[[ Data in this exercise open ]]

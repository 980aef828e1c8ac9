/// Application-level errors
///
/// Every engagement operation resolves to a typed success value or one of
/// these kinds. The request layer owns the mapping to user-facing responses.
#[derive(thiserror::Error, Debug)]
pub enum AppError {
    #[error("Database error: {0}")]
    Database(#[from] sqlx::Error),

    #[error("Cache error: {0}")]
    Cache(#[from] redis::RedisError),

    #[error("Not found: {0}")]
    NotFound(String),

    #[error("Conflict: {0}")]
    Conflict(String),

    #[error("Internal error: {0}")]
    Internal(String),
}

impl AppError {
    /// Returns true for errors caused by a missing user, film, review or
    /// reaction rather than by infrastructure.
    pub fn is_not_found(&self) -> bool {
        matches!(self, AppError::NotFound(_))
    }

    /// Returns true for duplicate-edge, duplicate-polarity and
    /// mismatched-polarity rejections.
    pub fn is_conflict(&self) -> bool {
        matches!(self, AppError::Conflict(_))
    }
}

pub type AppResult<T> = Result<T, AppError>;
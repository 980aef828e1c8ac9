//! Engagement core for a film catalog service.
//!
//! Four components sit on top of the catalog: a directed friendship graph
//! with reciprocal confirmation, a like store with popularity rankings, a
//! nearest-neighbor recommendation engine, and a review usefulness tracker.
//! All durable state flows through the [`db::EngagementGateway`] trait;
//! request routing and catalog CRUD live in the consuming service.

pub mod config;
pub mod db;
pub mod error;
pub mod models;
pub mod services;

pub use config::Config;
pub use error::{AppError, AppResult};
pub use services::{EngagementStore, FriendshipGraph, RecommendationEngine, ReviewScoreTracker};
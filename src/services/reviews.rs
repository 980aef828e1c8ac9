use std::sync::Arc;

use crate::{
    db::EngagementGateway,
    error::{AppError, AppResult},
    models::{FilmId, Review, ReviewId, UserId},
    services::{keyed_lock::KeyedMutex, require_film, require_review, require_user},
};

/// Per-review reaction ledger and the derived usefulness tally
///
/// Each user holds at most one reaction per review; a second vote either
/// conflicts (same polarity) or replaces the first (opposite polarity).
/// `useful` is always the net tally of currently recorded reactions and is
/// only ever written here.
pub struct ReviewScoreTracker {
    gateway: Arc<dyn EngagementGateway>,
    review_locks: KeyedMutex<ReviewId>,
}

impl ReviewScoreTracker {
    pub fn new(gateway: Arc<dyn EngagementGateway>) -> Self {
        Self {
            gateway,
            review_locks: KeyedMutex::new(),
        }
    }

    /// Records or replaces the reaction of `user` on `review`
    ///
    /// First vote moves `useful` by one. A repeat vote with the same
    /// polarity fails `Conflict` without touching state. A polarity flip
    /// moves `useful` by two, cancelling the old contribution and applying
    /// the new one.
    pub async fn add_reaction(
        &self,
        review_id: ReviewId,
        user_id: UserId,
        is_positive: bool,
    ) -> AppResult<Review> {
        require_user(self.gateway.as_ref(), user_id).await?;

        // Locking the review serializes the reaction lookup with the tally
        // write, for every user voting on it
        let _guard = self.review_locks.lock(review_id).await;

        let mut review = require_review(self.gateway.as_ref(), review_id).await?;
        let existing = self
            .gateway
            .load_review_reaction(review_id, user_id)
            .await?;

        let replacing = match existing {
            None => false,
            Some(reaction) if reaction.is_positive == is_positive => {
                tracing::info!(
                    review_id = review_id,
                    user_id = user_id,
                    "Duplicate reaction rejected"
                );
                return Err(AppError::Conflict(format!(
                    "user {} has already reacted to review {} this way",
                    user_id, review_id
                )));
            }
            Some(_) => true,
        };

        if is_positive {
            review.increase_useful(replacing);
        } else {
            review.decrease_useful(replacing);
        }

        self.gateway
            .save_review_reaction(review_id, user_id, is_positive)
            .await?;
        self.gateway.persist_useful(review_id, review.useful).await?;

        tracing::info!(
            review_id = review_id,
            user_id = user_id,
            is_positive = is_positive,
            replacing = replacing,
            useful = review.useful,
            "Reaction recorded"
        );

        Ok(review)
    }

    /// Deletes the reaction of `user` on `review`
    ///
    /// The caller states the polarity it believes it is removing; a
    /// mismatch with the stored reaction fails `Conflict`. Success applies
    /// the inverse single-step adjustment to `useful`.
    pub async fn remove_reaction(
        &self,
        review_id: ReviewId,
        user_id: UserId,
        expected_is_positive: bool,
    ) -> AppResult<Review> {
        require_user(self.gateway.as_ref(), user_id).await?;

        let _guard = self.review_locks.lock(review_id).await;

        let mut review = require_review(self.gateway.as_ref(), review_id).await?;
        let reaction = self
            .gateway
            .load_review_reaction(review_id, user_id)
            .await?
            .ok_or_else(|| {
                tracing::info!(
                    review_id = review_id,
                    user_id = user_id,
                    "Reaction not found"
                );
                AppError::NotFound(format!(
                    "reaction of user {} on review {} not found",
                    user_id, review_id
                ))
            })?;

        if reaction.is_positive != expected_is_positive {
            tracing::info!(
                review_id = review_id,
                user_id = user_id,
                "Reaction polarity mismatch"
            );
            return Err(AppError::Conflict(format!(
                "review {} has no such reaction from user {}",
                review_id, user_id
            )));
        }

        if expected_is_positive {
            review.decrease_useful(false);
        } else {
            review.increase_useful(false);
        }

        self.gateway
            .delete_review_reaction(review_id, user_id)
            .await?;
        self.gateway.persist_useful(review_id, review.useful).await?;

        tracing::info!(
            review_id = review_id,
            user_id = user_id,
            useful = review.useful,
            "Reaction removed"
        );

        Ok(review)
    }

    /// Reviews for one film, or across the whole catalog when `film_id` is
    /// `None`, ordered by usefulness descending then id ascending
    pub async fn get_reviews(
        &self,
        film_id: Option<FilmId>,
        count: i64,
    ) -> AppResult<Vec<Review>> {
        if let Some(id) = film_id {
            require_film(self.gateway.as_ref(), id).await?;
        }

        self.gateway.load_reviews(film_id, count).await
    }
}

#[cfg(test)]
mod tests {
    use super::*;
    use crate::db::MemoryGateway;
    use crate::models::User;
    use chrono::NaiveDate;

    fn date(year: i32) -> NaiveDate {
        NaiveDate::from_ymd_opt(year, 11, 2).unwrap()
    }

    struct Fixture {
        gateway: Arc<MemoryGateway>,
        tracker: ReviewScoreTracker,
        users: Vec<User>,
        review_id: ReviewId,
        film_id: FilmId,
    }

    async fn setup(user_count: usize) -> Fixture {
        let gateway = Arc::new(MemoryGateway::new());
        let mut users = Vec::new();
        for i in 0..user_count {
            users.push(
                gateway
                    .create_user(
                        &format!("user{}@example.com", i),
                        &format!("user{}", i),
                        &format!("User {}", i),
                        date(1985),
                    )
                    .await,
            );
        }
        let film = gateway.create_film("Ran", date(1985), 162, vec![]).await;
        let review = gateway
            .create_review(film.id, users[0].id, "a late masterpiece", true)
            .await;
        let tracker = ReviewScoreTracker::new(gateway.clone());
        Fixture {
            gateway,
            tracker,
            users,
            review_id: review.id,
            film_id: film.id,
        }
    }

    async fn stored_useful(fixture: &Fixture) -> i32 {
        fixture
            .gateway
            .load_review(fixture.review_id)
            .await
            .unwrap()
            .unwrap()
            .useful
    }

    #[tokio::test]
    async fn test_useful_walk_through_flip_and_removal() {
        let fixture = setup(1).await;
        let user = fixture.users[0].id;

        assert_eq!(stored_useful(&fixture).await, 0);

        let review = fixture
            .tracker
            .add_reaction(fixture.review_id, user, true)
            .await
            .unwrap();
        assert_eq!(review.useful, 1);
        assert_eq!(stored_useful(&fixture).await, 1);

        // Polarity flip swings the tally by two
        let review = fixture
            .tracker
            .add_reaction(fixture.review_id, user, false)
            .await
            .unwrap();
        assert_eq!(review.useful, -1);
        assert_eq!(stored_useful(&fixture).await, -1);

        let review = fixture
            .tracker
            .remove_reaction(fixture.review_id, user, false)
            .await
            .unwrap();
        assert_eq!(review.useful, 0);
        assert_eq!(stored_useful(&fixture).await, 0);
    }

    #[tokio::test]
    async fn test_duplicate_polarity_conflicts_without_state_change() {
        let fixture = setup(1).await;
        let user = fixture.users[0].id;

        fixture
            .tracker
            .add_reaction(fixture.review_id, user, true)
            .await
            .unwrap();

        let err = fixture
            .tracker
            .add_reaction(fixture.review_id, user, true)
            .await
            .unwrap_err();
        assert!(err.is_conflict());
        assert_eq!(stored_useful(&fixture).await, 1);

        // Still exactly one stored reaction for the pair
        let reaction = fixture
            .gateway
            .load_review_reaction(fixture.review_id, user)
            .await
            .unwrap()
            .unwrap();
        assert!(reaction.is_positive);
    }

    #[tokio::test]
    async fn test_reactions_from_distinct_users_accumulate() {
        let fixture = setup(3).await;

        for user in &fixture.users {
            fixture
                .tracker
                .add_reaction(fixture.review_id, user.id, true)
                .await
                .unwrap();
        }
        assert_eq!(stored_useful(&fixture).await, 3);

        fixture
            .tracker
            .remove_reaction(fixture.review_id, fixture.users[1].id, true)
            .await
            .unwrap();
        assert_eq!(stored_useful(&fixture).await, 2);
    }

    #[tokio::test]
    async fn test_remove_mismatched_polarity_conflicts() {
        let fixture = setup(1).await;
        let user = fixture.users[0].id;

        fixture
            .tracker
            .add_reaction(fixture.review_id, user, false)
            .await
            .unwrap();

        let err = fixture
            .tracker
            .remove_reaction(fixture.review_id, user, true)
            .await
            .unwrap_err();
        assert!(err.is_conflict());
        assert_eq!(stored_useful(&fixture).await, -1);
    }

    #[tokio::test]
    async fn test_remove_missing_reaction_is_not_found() {
        let fixture = setup(1).await;
        let err = fixture
            .tracker
            .remove_reaction(fixture.review_id, fixture.users[0].id, true)
            .await
            .unwrap_err();
        assert!(err.is_not_found());
    }

    #[tokio::test]
    async fn test_unknown_review_or_user_is_not_found() {
        let fixture = setup(1).await;
        let user = fixture.users[0].id;

        assert!(fixture
            .tracker
            .add_reaction(999, user, true)
            .await
            .unwrap_err()
            .is_not_found());
        assert!(fixture
            .tracker
            .add_reaction(fixture.review_id, 999, true)
            .await
            .unwrap_err()
            .is_not_found());
    }

    #[tokio::test]
    async fn test_reviews_listed_by_usefulness() {
        let fixture = setup(3).await;
        let author = fixture.users[0].id;

        let second = fixture
            .gateway
            .create_review(fixture.film_id, author, "overrated", false)
            .await;
        let third = fixture
            .gateway
            .create_review(fixture.film_id, author, "fine", true)
            .await;

        // second gets two upvotes, third one, the fixture review none
        for user in &fixture.users[1..] {
            fixture
                .tracker
                .add_reaction(second.id, user.id, true)
                .await
                .unwrap();
        }
        fixture
            .tracker
            .add_reaction(third.id, fixture.users[1].id, true)
            .await
            .unwrap();

        let reviews = fixture
            .tracker
            .get_reviews(Some(fixture.film_id), 10)
            .await
            .unwrap();
        let ids: Vec<ReviewId> = reviews.iter().map(|r| r.id).collect();
        assert_eq!(ids, vec![second.id, third.id, fixture.review_id]);

        let top_two = fixture
            .tracker
            .get_reviews(None, 2)
            .await
            .unwrap();
        assert_eq!(top_two.len(), 2);
        assert_eq!(top_two[0].id, second.id);
    }

    #[tokio::test]
    async fn test_reviews_for_unknown_film_is_not_found() {
        let fixture = setup(1).await;
        let err = fixture.tracker.get_reviews(Some(999), 10).await.unwrap_err();
        assert!(err.is_not_found());
    }
}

[[ Data in this exercise closed ]]

Which lines above contain the word "KeyedMutex"? Copy each one.

Task answer:
    services::{keyed_lock::KeyedMutex, require_film, require_review, require_user},
    review_locks: KeyedMutex<ReviewId>,
            review_locks: KeyedMutex::new(),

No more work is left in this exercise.